The future of social media is shaping up to be fundamentally different from the kind of global public square that most social platforms are today. One of the major media trends we highlighted in our new Outlook report suggests that, after a decade of steady growth, social media is about to enter a tumultuous phrase of unbundling. As the biggest social networks now start to fully reflect the reality of humanity, with both its upsides and its downsides magnified by the internet, consumers might look to other, calmer platforms to fulfill their needs that are being served by Facebook today. The result may be a highly fractured landscape, with the world chatting away in countless separate channels and spending their time and money on smaller platforms.
Somewhat ironically, none of this new vision for social will actually help curb the spread of misinformation, as evidenced by the way WhatsApp has been used in India to spread rumors and incite violence. But it would make Facebook seem less culpable — after all, it is hard to regulate what people share in end-to-end encrypted messages. Some might see Facebook’s pivot to private messaging as a massive cop-out to its responsibilities as a de facto media platform, while others may say the situation has become beyond salvageable anyway. Perhaps a better way to combat misinformation and fake news is to teach everyone media literacy, but that is certainly a huge undertaking that no social media company would voluntarily take on.
Looking beyond the current mobile era, the next computing paradigm shift, most likely powered by a mixture of augmented reality and wearables, may further dissolve social media from a feed-based structure into a context-based one. AR would generate customizable digital avatars for offline and online encounters, but it would also tie our social profiles back to our physical bodies and ground our connections in a physical context. Mirroring the shift from one-to-many sharing to one-to-few, the future of social will continue to unbundle the various functions served by today’s social media — whether it’s for a curated feed of entertainment and news, a platform for interpersonal communication, or as a tool for accumulating social capital (an often underlooked utility of social media) — and distribute them into various apps and platforms for better alignment of use cases.
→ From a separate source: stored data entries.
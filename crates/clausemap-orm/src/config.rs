//! Runtime settings for a [`Registry`](crate::Registry).

use serde::{Deserialize, Serialize};

use crate::error::Result;

/// ORM settings.
///
/// Missing keys take their defaults, so `{}` is a valid configuration.
///
/// ```rust
/// use clausemap_orm::OrmConfig;
///
/// let config = OrmConfig::from_json(r#"{"echo": true}"#).unwrap();
/// assert!(config.echo);
/// assert_eq!(config.statement_cache_size, 256);
/// ```
#[derive(Debug, Clone, PartialEq, Eq, Serialize, Deserialize)]
#[serde(default)]
pub struct OrmConfig {
    /// Log every statement at INFO instead of DEBUG.
    pub echo: bool,
    /// Compiled statements kept before the cache is cleared.
    pub statement_cache_size: usize,
    /// Order mapper selects by primary key when no ordering is given.
    pub order_by_primary_key: bool,
}

impl Default for OrmConfig {
    fn default() -> Self {
        Self {
            echo: false,
            statement_cache_size: 256,
            order_by_primary_key: true,
        }
    }
}

impl OrmConfig {
    /// Parses settings from JSON.
    ///
    /// # Errors
    ///
    /// Fails on malformed JSON or a setting of the wrong type.
    pub fn from_json(json: &str) -> Result<Self> {
        Ok(serde_json::from_str(json)?)
    }
}

#[cfg(test)]
mod tests {
    use super::*;

    #[test]
    fn test_defaults_from_empty_json() {
        let config = OrmConfig::from_json("{}").unwrap();
        assert_eq!(config, OrmConfig::default());
        assert!(config.order_by_primary_key);
    }

    #[test]
    fn test_partial_override() {
        let config =
            OrmConfig::from_json(r#"{"statement_cache_size": 8, "order_by_primary_key": false}"#)
                .unwrap();
        assert_eq!(config.statement_cache_size, 8);
        assert!(!config.order_by_primary_key);
        assert!(!config.echo);
    }

    #[test]
    fn test_invalid_json() {
        assert!(OrmConfig::from_json("{echo: yes").is_err());
    }
}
While Zuckerberg seems to want to only focus on facilitating interpersonal communication for now, Facebook’s business model will have to evolve with its services in order for Facebook to survive in the long run. In order to do that, Facebook will also have to configure brand-customer interactions into the mix and allow users to chat with businesses just as easily as they could with their family and friends, but with guardrails to ensure that brands don’t overstep the boundary of brand communications. For brands, this would mean a significant shift in social strategy. To prepare for a future where brands will have to reach out to consumers in the intimate context of private chats, brands will need to rethink how they reach out to customers and the value they can bring to the conversations. In short, brands need to justify their place in consumer’s messaging app, through either personalized content or excellent services, so that they can quickly and smoothly adapt to the changing landscape of social media.